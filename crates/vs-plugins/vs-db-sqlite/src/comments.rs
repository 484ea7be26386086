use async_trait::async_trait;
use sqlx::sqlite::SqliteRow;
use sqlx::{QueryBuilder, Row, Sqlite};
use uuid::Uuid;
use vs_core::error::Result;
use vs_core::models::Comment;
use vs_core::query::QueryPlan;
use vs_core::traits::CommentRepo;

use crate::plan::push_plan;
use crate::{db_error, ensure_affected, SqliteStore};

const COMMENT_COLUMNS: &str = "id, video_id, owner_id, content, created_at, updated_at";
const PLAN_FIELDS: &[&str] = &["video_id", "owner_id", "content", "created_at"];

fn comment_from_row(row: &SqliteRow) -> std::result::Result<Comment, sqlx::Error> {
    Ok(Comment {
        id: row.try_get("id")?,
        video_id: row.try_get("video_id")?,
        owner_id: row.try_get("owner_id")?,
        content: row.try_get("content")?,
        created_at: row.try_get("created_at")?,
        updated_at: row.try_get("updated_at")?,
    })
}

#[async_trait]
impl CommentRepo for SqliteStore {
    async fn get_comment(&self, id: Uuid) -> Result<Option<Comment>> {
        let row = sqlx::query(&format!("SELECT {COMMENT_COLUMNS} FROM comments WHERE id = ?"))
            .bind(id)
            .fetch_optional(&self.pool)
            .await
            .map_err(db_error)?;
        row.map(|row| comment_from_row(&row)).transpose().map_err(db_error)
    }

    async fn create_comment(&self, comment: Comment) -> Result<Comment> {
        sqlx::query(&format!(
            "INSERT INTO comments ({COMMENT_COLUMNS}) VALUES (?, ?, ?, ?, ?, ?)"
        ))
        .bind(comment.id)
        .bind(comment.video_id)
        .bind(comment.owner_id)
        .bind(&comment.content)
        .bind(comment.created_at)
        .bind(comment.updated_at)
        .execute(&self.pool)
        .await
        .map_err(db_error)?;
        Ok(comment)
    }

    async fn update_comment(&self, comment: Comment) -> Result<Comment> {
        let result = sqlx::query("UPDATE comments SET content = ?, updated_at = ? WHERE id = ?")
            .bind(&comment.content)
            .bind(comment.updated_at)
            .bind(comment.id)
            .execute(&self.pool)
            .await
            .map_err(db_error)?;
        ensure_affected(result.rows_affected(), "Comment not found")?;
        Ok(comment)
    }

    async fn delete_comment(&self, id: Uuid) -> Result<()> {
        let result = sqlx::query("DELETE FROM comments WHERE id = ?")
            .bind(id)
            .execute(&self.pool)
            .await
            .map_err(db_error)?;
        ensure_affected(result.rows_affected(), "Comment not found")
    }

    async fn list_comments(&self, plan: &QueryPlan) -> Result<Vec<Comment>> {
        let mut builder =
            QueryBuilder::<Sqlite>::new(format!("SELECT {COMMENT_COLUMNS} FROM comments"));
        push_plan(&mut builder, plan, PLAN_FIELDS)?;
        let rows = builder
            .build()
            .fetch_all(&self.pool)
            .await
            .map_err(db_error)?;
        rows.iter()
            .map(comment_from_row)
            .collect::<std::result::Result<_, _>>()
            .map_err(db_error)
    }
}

* * *

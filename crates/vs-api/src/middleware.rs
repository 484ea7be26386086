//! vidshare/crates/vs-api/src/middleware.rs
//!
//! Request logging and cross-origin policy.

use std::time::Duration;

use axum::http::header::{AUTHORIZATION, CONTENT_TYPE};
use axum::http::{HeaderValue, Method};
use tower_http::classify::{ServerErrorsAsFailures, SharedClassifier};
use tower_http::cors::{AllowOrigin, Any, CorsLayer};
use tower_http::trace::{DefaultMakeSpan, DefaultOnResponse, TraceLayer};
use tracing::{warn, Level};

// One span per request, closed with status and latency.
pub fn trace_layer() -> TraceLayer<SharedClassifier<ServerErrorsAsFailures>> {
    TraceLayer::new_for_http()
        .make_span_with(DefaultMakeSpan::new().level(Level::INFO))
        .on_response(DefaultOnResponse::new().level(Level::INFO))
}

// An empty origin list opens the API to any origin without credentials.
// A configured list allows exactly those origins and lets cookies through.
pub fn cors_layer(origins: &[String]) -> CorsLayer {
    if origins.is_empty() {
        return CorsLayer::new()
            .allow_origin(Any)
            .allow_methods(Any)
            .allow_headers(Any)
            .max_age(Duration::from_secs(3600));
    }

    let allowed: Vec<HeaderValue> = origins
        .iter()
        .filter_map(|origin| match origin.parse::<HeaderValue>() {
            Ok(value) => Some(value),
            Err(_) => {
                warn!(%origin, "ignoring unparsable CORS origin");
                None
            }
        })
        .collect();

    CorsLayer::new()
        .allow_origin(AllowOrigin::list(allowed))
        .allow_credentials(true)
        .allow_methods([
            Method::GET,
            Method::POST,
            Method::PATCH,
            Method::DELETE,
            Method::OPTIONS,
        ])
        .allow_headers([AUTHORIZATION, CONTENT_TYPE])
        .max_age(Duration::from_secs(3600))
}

What this task involves:
With the first line being the one containing "use vs_core::query::QueryPlan;" and the last line the one containing "async fn create_comment(&self, comment: Comment)", transcribe exactly the lines above that fall in that range.

Answer to the exercise:
use vs_core::query::QueryPlan;
use vs_core::traits::CommentRepo;

use crate::plan::push_plan;
use crate::{db_error, ensure_affected, SqliteStore};

const COMMENT_COLUMNS: &str = "id, video_id, owner_id, content, created_at, updated_at";
const PLAN_FIELDS: &[&str] = &["video_id", "owner_id", "content", "created_at"];

fn comment_from_row(row: &SqliteRow) -> std::result::Result<Comment, sqlx::Error> {
    Ok(Comment {
        id: row.try_get("id")?,
        video_id: row.try_get("video_id")?,
        owner_id: row.try_get("owner_id")?,
        content: row.try_get("content")?,
        created_at: row.try_get("created_at")?,
        updated_at: row.try_get("updated_at")?,
    })
}

#[async_trait]
impl CommentRepo for SqliteStore {
    async fn get_comment(&self, id: Uuid) -> Result<Option<Comment>> {
        let row = sqlx::query(&format!("SELECT {COMMENT_COLUMNS} FROM comments WHERE id = ?"))
            .bind(id)
            .fetch_optional(&self.pool)
            .await
            .map_err(db_error)?;
        row.map(|row| comment_from_row(&row)).transpose().map_err(db_error)
    }

    async fn create_comment(&self, comment: Comment) -> Result<Comment> {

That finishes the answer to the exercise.